En 1921, l’Assemblée Nationale décide d’organiser un débat afin de déterminer si oui ou non Belfort et ses alentours doivent devenir un département. De nombreux arguments sont présentés, notamment le fait que la cité soit passée de 10 000 habitants en 1870 à 40 000 habitants en 1918 (avec un bel afflux d’Alsaciens qui ne voulaient pas devenir Allemands - la culture alsacienne va s’imprégner sur le territoire : architecture, gastronomie, dialecte. C’est comme ça qu’en 1938 se tient carrément le Congrès National des choucroutiers à Belfort, et ouais. Ce qui fait aussi dire aux gens de Montbéliard depuis que la première ville alsacienne, c’est Belfort...). Autres arguments : l’activité économique bouillonnante dans le coin grâce aux industries (entreprises Japy, Alstom…), la construction des chemins de fer, ça les rend bien plus indépendants.

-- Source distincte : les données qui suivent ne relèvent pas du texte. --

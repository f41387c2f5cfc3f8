//! Relations over one or more sources.
//!
//! A relation is read through the [`Relation`] capability surface only. Two variants exist: a
//! [`TableRelation`] backed by a primary source plus auxiliary ones, and a [`ViewRelation`]
//! which presents a table relation in another attribute order without copying its storage.
mod table;
pub use table::*;
mod view;
pub use view::*;

use std::collections::BTreeMap;

use enum_as_inner::EnumAsInner;
use enum_dispatch::enum_dispatch;
use itertools::Itertools;

use crate::degree::DegreeConstraint;
use crate::source::Source;
use crate::storage::TupleIter;
use crate::value::{DataType, Tuple, Value};

/// Values for some attributes of a relation, keyed by attribute name.
pub type PartialBinding = BTreeMap<String, Value>;

#[derive(Debug, EnumAsInner)]
#[enum_dispatch]
pub enum RelationImpl {
    Table(TableRelation),
    View(ViewRelation),
}

#[enum_dispatch(RelationImpl)]
pub trait Relation {
    fn attribute_names(&self) -> &[String];

    fn attribute_types(&self) -> &[DataType];

    fn degree_constraints(&self) -> &[DegreeConstraint];

    /// Tuples agreeing with `binding`, over [`Relation::attribute_names`].
    fn lookup(&self, binding: &PartialBinding) -> Lookup<'_>;
}

/// Access paths of a relation, used for estimation.
#[enum_dispatch(RelationImpl)]
pub trait AccessPaths {
    /// All sources, the primary one first.
    fn sources(&self) -> &[Source];

    /// Whether `source` can answer lookups, either alone or through the primary source.
    fn serves_lookup(&self, source: usize) -> bool;
}

/// Which source a lookup reads, and how many leading key columns it bisects.
#[derive(Copy, Clone, Debug, PartialEq, Eq)]
pub struct AccessPath {
    pub source: usize,
    pub prefix_len: usize,
    /// Every bound attribute is part of the bisected prefix.
    pub exact: bool,
}

/// Result of [`Relation::lookup`].
///
/// Tuples are produced lazily, and [`Lookup::iter`] can be called again to restart.
pub struct Lookup<'a> {
    cardinality: f64,
    path: AccessPath,
    source: &'a Source,
    prefix: Vec<Value>,
    /// Bound columns outside the prefix, checked on every tuple.
    residual: Vec<(usize, Value)>,
    /// Source column of every output column, in the primary source when fetching.
    projection: Vec<usize>,
    fetch: Option<Fetch<'a>>,
}

/// Completes rows of a narrow index from the primary source.
pub(crate) struct Fetch<'a> {
    pub(crate) primary: &'a Source,
    /// Index columns holding a prefix of the primary access key.
    pub(crate) locator: Vec<usize>,
    /// Bound primary columns, checked on every fetched tuple.
    pub(crate) residual: Vec<(usize, Value)>,
}

impl<'a> Lookup<'a> {
    /// Estimated number of tuples. Exact when the access path is exact.
    pub fn cardinality(&self) -> f64 {
        self.cardinality
    }

    pub fn path(&self) -> AccessPath {
        self.path
    }

    pub fn iter(&self) -> TupleIter<'_> {
        let rows = self
            .source
            .scan(&self.prefix)
            .filter(move |t| agrees(t, &self.residual));
        let rows: TupleIter<'_> = match &self.fetch {
            None => Box::new(rows),
            Some(fetch) => Box::new(
                rows.map(move |t| fetch.locator.iter().map(|&c| t[c].clone()).collect_vec())
                    .unique()
                    .flat_map(move |key| fetch.primary.scan(&key))
                    .filter(move |t| agrees(t, &fetch.residual)),
            ),
        };
        Box::new(rows.map(move |t| self.projection.iter().map(|&c| t[c].clone()).collect()))
    }

    /// Reorders output columns, output column `i` becomes old column `order[i]`.
    fn permuted(mut self, order: &[usize]) -> Self {
        self.projection = order.iter().map(|&i| self.projection[i]).collect();
        self
    }
}

impl<'a, 'b> IntoIterator for &'b Lookup<'a> {
    type Item = Tuple;
    type IntoIter = Box<dyn Iterator<Item = Tuple> + 'b>;

    fn into_iter(self) -> Self::IntoIter {
        self.iter()
    }
}

fn agrees(tuple: &Tuple, filters: &[(usize, Value)]) -> bool {
    filters.iter().all(|(c, v)| tuple.get(*c) == Some(v))
}
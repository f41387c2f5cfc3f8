use std::collections::BTreeSet;
use std::sync::Arc;

use serde::Deserialize;

use crate::relation::{RelationImpl, TableRelation};
use crate::source::{Source, SourceKind};
use crate::storage::{MemoryTable, Storage, TupleIter};
use crate::value::{DataType, Tuple, Value};

pub fn rows(data: &[&[i64]]) -> Vec<Tuple> {
    data.iter()
        .map(|row| row.iter().map(|&v| Value::Int(v)).collect())
        .collect()
}

pub fn table_source(
    data: Vec<Tuple>,
    attributes: &[&str],
    sorted: Vec<usize>,
    position: Option<&str>,
) -> Source {
    let storage = MemoryTable::new(data, sorted.clone(), position.is_some());
    Source::new(
        SourceKind::Table,
        Arc::new(storage),
        position,
        attributes.to_vec(),
        sorted,
    )
    .unwrap()
}

/// Integer relation whose primary source is sorted on the first attribute.
pub fn int_relation(attributes: &[&str], data: &[&[i64]]) -> Arc<RelationImpl> {
    let relation = TableRelation::new(
        attributes.to_vec(),
        vec![DataType::Int; attributes.len()],
        vec![],
        vec![table_source(rows(data), attributes, vec![0], None)],
    )
    .unwrap();
    Arc::new(relation.into())
}

/// Relation fixture in json form.
#[derive(Deserialize)]
pub struct RelationFixture {
    pub attributes: Vec<String>,
    pub types: Vec<String>,
    pub sorted: Vec<usize>,
    pub rows: Vec<Vec<i64>>,
}

pub fn relation_from_json(json: &str) -> Arc<RelationImpl> {
    let fixture: RelationFixture = serde_json::from_str(json).unwrap();
    let types = fixture
        .types
        .iter()
        .map(|t| t.parse::<DataType>().unwrap())
        .collect();
    let data = fixture
        .rows
        .iter()
        .map(|row| row.iter().map(|&v| Value::Int(v)).collect())
        .collect();
    let storage = MemoryTable::new(data, fixture.sorted.clone(), false);
    let source = Source::new(
        SourceKind::Table,
        Arc::new(storage),
        None,
        fixture.attributes.clone(),
        fixture.sorted,
    )
    .unwrap();
    let relation = TableRelation::new(fixture.attributes, types, vec![], vec![source]).unwrap();
    Arc::new(relation.into())
}

/// Storage wrapper counting every call made through it.
#[derive(Debug)]
pub struct CountingStorage<S> {
    inner: S,
    pub calls: std::sync::atomic::AtomicUsize,
}

impl<S> CountingStorage<S> {
    pub fn new(inner: S) -> Self {
        Self {
            inner,
            calls: Default::default(),
        }
    }

    pub fn calls(&self) -> usize {
        self.calls.load(std::sync::atomic::Ordering::SeqCst)
    }

    fn count(&self) {
        self.calls.fetch_add(1, std::sync::atomic::Ordering::SeqCst);
    }
}

impl<S: Storage> Storage for CountingStorage<S> {
    fn estimate(&self, prefix: &[Value]) -> f64 {
        self.count();
        self.inner.estimate(prefix)
    }

    fn scan(&self, prefix: &[Value]) -> TupleIter<'_> {
        self.count();
        self.inner.scan(prefix)
    }

    fn distinct(&self, prefix_len: usize) -> f64 {
        self.count();
        self.inner.distinct(prefix_len)
    }

    fn key(&self) -> &[usize] {
        self.inner.key()
    }

    fn positioned(&self) -> bool {
        self.inner.positioned()
    }

    fn widths(&self) -> &BTreeSet<usize> {
        self.inner.widths()
    }
}
#![allow(dead_code)]

pub mod fixtures;
pub mod socket_guard;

Mais c’est bien évidemment l’argument patriotique qui joue le rôle le plus important, parce que ouais, le Territoire mérite bien cette reconnaissance par la Nation, il n’a jamais été mis KO par les Allemands. Alors cette proposition se voit tout simplement adoptée par le Parlement. « Merci à toi Belfort, c’est cadeau ! ». C’est le 11 mars 1922 que le « Territoire de Belfort » devient le 90ème département de France (et se rattachera à la région Franche-Comté à la création des régions en 1956). Les Terrifortains en sont les habitants. Ils ont failli s’appeler les Savoureux (du nom de la rivière qui traverse la ville), les coquins… C’est donc pour ça que le numéro du département est le 90. Il ne suit pas l’ordre alphabétique car il n’a pas été créé en même temps que les autres (qui datent de la Révolution, je le rappelle).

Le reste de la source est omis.